Jeff Hampton (Morningview Kentucky)
Victory into defeat? Any prospect for victory in Iraq was gone shortly after the fall of Saddam. Like total ignoramuses, we invade a country on false pretenses without considering the religious and ethnic tensions of the country, sent inadequate forces to maintain order, fired the Iraqi governing structure and its military creating a hostile population who then sided with our enemy terrorists against us and supported an Iraqi leader whose common interests were more attuned to Iran than to us. You can believe the fairy tale that the surge wrested victory, but the truth is the surge had little impact. By that time, Iraqi society was segregated in hostile Shi'ite and Sunni neighborhoods and the Sunnis turned against Al Queda, thereby lessening the raging civil war we created. You cling to the myth that every problem has an American military solution. It doesn't. Victory is Iraq was never ours to win or lose by late spring of 2003.
tomjoad (New York)
What "victory" did you see in Iraq? A victory for who? Most of us only saw Haliburton, Bechtel et al being victorious (or at least making victorious profits)
RPS (New York City)
The naïveté of entering Afghanistan some many years ago still boggles my mind. I don't know why we didn't just bomb the training camps and be done. Of course the military is promoting its role and wants to continue. What fun is a peacetime force?
Steve (Los Angeles)
A handful of extremists destroyed the United States. (Our response: kill a few hundred thousand civilians.) What a mess.
Bev (New York)
If peace were to break out our owners would lose a lot of money.
Jeremy Ander (NY)
How do you help a country that cannot help itself?
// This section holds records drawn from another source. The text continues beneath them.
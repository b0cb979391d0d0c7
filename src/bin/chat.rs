//! Terminal chat client for the mock API.
//!
//! Run with: `cargo run --bin socratic [-- --new | --stateless]`
//!
//! Commands inside the prompt:
//! - `/attach <file>...` queue files and mention them in the next message
//! - `/upload` send queued files
//! - `/files` list uploaded items
//! - `/sessions` list sessions on the server
//! - `/quit` leave

use std::io::Write;

use anyhow::{Context, Result, bail};
use tokio::io::{AsyncBufReadExt, BufReader};

use socratic_mentor::api::{ApiClient, FileDescriptor};
use socratic_mentor::chat::{
    ChatEndpoint, ChatLog, ChatMessage, ChatTransport, Conversation, SendOutcome, SendRejected,
    SessionEndpoint,
};
use socratic_mentor::config::AppConfig;
use socratic_mentor::security::{Preferences, SafeStorage};
use socratic_mentor::start_socratic_mentor::init_tracing;
use socratic_mentor::uploads::{MaterialsBoard, UploadOutcome};

/// How the conversation is bound to the server.
enum Mode {
    /// Reuse the remembered session when it still exists.
    Resume,
    /// Always start a new session.
    New,
    /// Use the sessionless chat endpoint.
    Stateless,
}

enum Target {
    Stateless(ChatEndpoint),
    Session(SessionEndpoint),
}

impl Target {
    fn transport(&self) -> &dyn ChatTransport {
        match self {
            Self::Stateless(endpoint) => endpoint,
            Self::Session(endpoint) => endpoint,
        }
    }

    fn set_attachments(&mut self, names: Vec<String>) {
        if let Self::Session(endpoint) = self {
            endpoint.set_attachments(names);
        }
    }

    /// Whether attachment names travel with the next message.
    const fn carries_attachments(&self) -> bool {
        matches!(self, Self::Session(_))
    }
}

/// Note attached files in the log, but only when the target sends them.
fn note_attachments(conversation: &mut Conversation, target: &mut Target, names: Vec<String>) -> bool {
    if !target.carries_attachments() {
        return false;
    }
    conversation.note_attachments(&names);
    target.set_attachments(names);
    true
}

fn parse_mode() -> Result<Mode> {
    let mut mode = Mode::Resume;
    for arg in std::env::args().skip(1) {
        mode = match arg.as_str() {
            "--new" => Mode::New,
            "--stateless" => Mode::Stateless,
            other => bail!("unknown argument: {other} (expected --new or --stateless)"),
        };
    }
    Ok(mode)
}

async fn open_session(api: &ApiClient, prefs: &Preferences, mode: &Mode) -> Result<(Conversation, Target)> {
    if matches!(mode, Mode::Stateless) {
        return Ok((
            Conversation::with_greeting(),
            Target::Stateless(ChatEndpoint::new(api.clone())),
        ));
    }

    if matches!(mode, Mode::Resume) {
        if let Some(id) = prefs.last_session() {
            match api.session_messages(&id).await {
                Ok(messages) => {
                    tracing::info!(session = %id, count = messages.len(), "resuming session");
                    let conversation = if messages.is_empty() {
                        Conversation::with_greeting()
                    } else {
                        Conversation::from_log(ChatLog::from_messages(messages))
                    };
                    return Ok((conversation, Target::Session(SessionEndpoint::new(api.clone(), id))));
                }
                Err(err) => {
                    tracing::info!(session = %id, error = %err, "remembered session unavailable");
                    prefs.clear_last_session();
                }
            }
        }
    }

    let session = api
        .create_session()
        .await
        .context("creating a chat session")?;
    prefs.set_last_session(&session.id);
    tracing::info!(session = %session.id, "session created");

    Ok((
        Conversation::with_greeting(),
        Target::Session(SessionEndpoint::new(api.clone(), session.id)),
    ))
}

fn parse_attachment(arg: &str) -> FileDescriptor {
    if let Some((name, size)) = arg.rsplit_once(':') {
        if let Ok(size) = size.parse() {
            return FileDescriptor::new(name, size);
        }
    }
    let size = std::fs::metadata(arg).map(|m| m.len()).unwrap_or(0);
    let name = std::path::Path::new(arg)
        .file_name()
        .and_then(|n| n.to_str())
        .unwrap_or(arg);
    FileDescriptor::new(name, size)
}

fn print_messages(messages: &[ChatMessage]) {
    for message in messages {
        println!("[{}] {}", message.role, message.content);
    }
}

fn prompt() -> Result<()> {
    print!("> ");
    std::io::stdout().flush().context("flushing stdout")
}

async fn attach(board: &MaterialsBoard, conversation: &mut Conversation, target: &mut Target, args: &str) {
    let files: Vec<FileDescriptor> = args.split_whitespace().map(parse_attachment).collect();
    let mut names = Vec::with_capacity(files.len());
    for file in &files {
        if board.accepts(&file.name).await {
            names.push(file.name.clone());
        }
    }

    match board.select(files).await {
        Ok(count) => {
            println!("{count} file(s) queued; /upload to send them");
            if !note_attachments(conversation, target, names) {
                println!("Stateless mode: file names are not sent with messages.");
            }
        }
        Err(err) => println!("{err}"),
    }
}

async fn upload(board: &MaterialsBoard, api: &ApiClient) {
    match board.upload(api).await {
        Ok(UploadOutcome::Accepted { received, .. }) => {
            println!("Server received {received} file(s).");
        }
        Ok(UploadOutcome::Failed(_)) => {}
        Err(err) => println!("{err}"),
    }
    if let Some(status) = board.status_message().await {
        println!("{status}");
    }
}

async fn list_files(board: &MaterialsBoard) {
    let items = board.items().await;
    if items.is_empty() {
        println!("No uploaded items.");
    }
    for item in items {
        println!("{} ({} KB) {:?}", item.name, item.size_kb(), item.status);
    }
}

async fn list_sessions(api: &ApiClient) {
    match api.list_sessions().await {
        Ok(sessions) if sessions.is_empty() => println!("No sessions yet."),
        Ok(sessions) => {
            for session in sessions {
                let title = if session.title.is_empty() { "Untitled" } else { session.title.as_str() };
                println!("{}  {}  (updated {})", session.id, title, session.updated_at.to_rfc2822());
            }
        }
        Err(err) => println!("{}", err.user_message()),
    }
    if let Ok(streak) = api.streak().await {
        println!("Streak: {} (best {})", streak.current, streak.best);
    }
}

#[tokio::main]
async fn main() -> Result<()> {
    init_tracing();

    let config = AppConfig::from_env().context("loading configuration")?;
    let mode = parse_mode()?;
    let api = ApiClient::new(&config.client).context("building API client")?;
    let prefs = Preferences::new(SafeStorage::file(&config.storage.path));
    let board = MaterialsBoard::new(&config.uploads);

    if let Err(err) = api.health().await {
        eprintln!("warning: {} ({err})", err.user_message());
    }

    let (mut conversation, mut target) = open_session(&api, &prefs, &mode).await?;
    print_messages(conversation.log().as_slice());
    let mut shown = conversation.log().len();

    let mut lines = BufReader::new(tokio::io::stdin()).lines();
    prompt()?;
    while let Some(line) = lines.next_line().await.context("reading stdin")? {
        let line = line.trim();
        match line {
            "/quit" | "/exit" => break,
            "/upload" => upload(&board, &api).await,
            "/files" => list_files(&board).await,
            "/sessions" => list_sessions(&api).await,
            _ if line.starts_with("/attach") => {
                let args = line.trim_start_matches("/attach");
                attach(&board, &mut conversation, &mut target, args).await;
            }
            _ => match conversation.send(target.transport(), line).await {
                Ok(SendOutcome::Delivered) => target.set_attachments(Vec::new()),
                Ok(SendOutcome::Failed(err)) => tracing::debug!(error = %err, "send failed"),
                Err(SendRejected::Empty) => {}
                Err(SendRejected::Busy) => println!("Still sending, please wait."),
            },
        }

        print_messages(conversation.log().since(shown));
        shown = conversation.log().len();
        if conversation.reflection_unlocked() {
            tracing::debug!("reflection prompts available");
        }
        prompt()?;
    }

    Ok(())
}

#[cfg(test)]
mod tests {
    use socratic_mentor::config::ClientConfig;

    use super::*;

    fn offline_api() -> ApiClient {
        ApiClient::new(&ClientConfig::default()).unwrap()
    }

    #[test]
    fn test_stateless_target_gets_no_attachment_note() {
        let mut conversation = Conversation::new();
        let mut target = Target::Stateless(ChatEndpoint::new(offline_api()));

        assert!(!note_attachments(&mut conversation, &mut target, vec!["a.pdf".to_string()]));
        assert!(conversation.log().is_empty());
    }

    #[test]
    fn test_session_target_notes_and_carries_attachments() {
        let mut conversation = Conversation::new();
        let mut target = Target::Session(SessionEndpoint::new(offline_api(), "s1"));

        assert!(note_attachments(&mut conversation, &mut target, vec!["a.pdf".to_string()]));
        assert_eq!(conversation.log().len(), 1);
        assert_eq!(
            conversation.log().as_slice()[0].content,
            "Attached 1 file(s): a.pdf"
        );
    }
}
If over 10 years of American (ok multinational) occupation has not nurtured the seed of democracy, individual freedoms and liberal law, a couple more years won't either.

Frankly the best hope for Afghanistan at this point is a strong and wily military commander who won't ultimately end up a megalomaniac. Someone who can rally the troops, tread a careful line with Pakistan and someone who makes progress rather than religion the cornerstone of his policies.

Wishful thinking though. In reality, the country will more likely disintegrate into fiefdoms controlled by individual warlords - each intent on protecting their territories and the opium or other resources. Chances are that the ISIS will gain a foothold, no doubt supported by the Sunni arab states to provide a distraction to Iran's growing influence. Not too dissimilar to pre-911 Afghanistan. Just substitute Al-Queda for ISIS.

The only consolation for the US is that they didn't leave the country worse off than it was before like Iraq.
James (Albany, NY)
"The only consolation for the US is that they didn't leave the country worse off than it was before like Iraq."

"Mussolini [Saddam] made the trains run on time." There, fixed it for you.
Jeff Hampton (Morningview Kentucky)
Afghanistan will go the way the Afghani people take it. They will never be like Americans and Kabul will never be like a Midwestern American city. Live with it because we can't change it. Just as we never lost China in the 1940's because it was never ours to lose, we can't lose Iraq or Afghanistan because they are not ours to lose. We would do far better providing humanitarian assistance to these countries than military assistance.
Rupert Laumann (Utah)
We had our chance, and took our eye off the ball. If we had stayed focused and done Afghanistan right from the start, things might be different. I agree that a few more months will not make a difference in the long run. I cringe when I hear Generals say we're going to train an Arab or Afghan Army in a couple of years. It can't be done - read about Sir John Glubb, who spent a lifetime training the Jordanian Army and didn't quite get there. I worked with the Saudi Air Force for a year, and it was a frustrating experience.
david (ny)
There are some in the military and some in the Congress [John McCain for example] who are still refighting the Vietnam War.
They believe if only the US had stayed the course and fought harder the US could have "won" [whatever that means] the Vietnam War.
They see withdrawal from Afghan as making the same mistake.
They were wrong about Vietnam and are now wrong about Afghan.
We should thank McCain for his military service and recognize his horrible treatment as a POW.
But we can not let that experience [horrible as it was] dictate US policy today.
James (Albany, NY)
Why single out John McCain, as he is a senator? Read the Constitution; the President is commander-in-chief.
c harris (Rock Hill SC)
The specter of ISIS stares the US in the face. The specter of corrupt ineffectual rule stares the US in the face. The Taliban can wait as long as necessary to win this war outright. Certainly some elements in the Pakistani military would like to see their Taliban allies take control.
Bruce Rozenblit (Kansas City)
There will never be a successful close to this war. There can't be. There never was a cohesive, united territory to defend. We call such things nations. Wars are traditionally fought to defend nations.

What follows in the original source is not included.